_Task description_:
Report every line of the records below that contains the word "protocol".

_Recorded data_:
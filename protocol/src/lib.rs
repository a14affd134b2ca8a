// Copyright (c) 2026 ALAS Technology. MIT License.
// See LICENSE for details.

//! # yieldvault: Core Library
//!
//! A tokenized vault: users deposit an underlying asset and receive fungible
//! shares; the vault forwards everything it receives to an external lending
//! venue and recalls it on the way out. Shares are claims on whatever the
//! vault manages, so their value rises as the venue pays yield.
//!
//! The interesting part is not the plumbing. It is keeping the exchange rate
//! honest while balances move underneath it, and never leaving a half-done
//! operation behind once value has left the building.
//!
//! ## Architecture
//!
//! - **ledger** - Fungible accounting, share/asset conversion math, rounding.
//! - **venue** - The two-hook contract the vault expects from a venue.
//! - **vault** - Deposit/mint and withdraw/redeem lifecycles, previews, limits.
//! - **config** - Construction parameters and protocol constants.
//!
//! ## Design Philosophy
//!
//! 1. Rounding always favours the vault. Existing holders never subsidise
//!    the person walking in or out.
//! 2. A failed call has zero net effect. Every write keeps an undo journal.
//! 3. The vault never looks inside the venue. Supply, release, report.
//! 4. If it touches money, it has tests. Plural.

pub mod config;
pub mod ledger;
pub mod vault;
pub mod venue;

pub use config::{ConfigError, VaultConfig};
pub use ledger::{MathError, Rounding, ShareLedger, SharedLedger, TokenError, TokenLedger};
pub use vault::{Stage, Vault, VaultError, VaultEvent, VaultEventKind, VaultSnapshot};
pub use venue::{VenueAdapter, VenueError};

/// Identity of an account on any ledger. Plain strings, same as addresses
/// everywhere else in the stack (`alice`, `vault:yvUSDC`, `pool:aave-v3`).
pub type AccountId = String;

_Response to the exercise_:
filename protocol/src/lib.rs
//! - **config** - Construction parameters and protocol constants.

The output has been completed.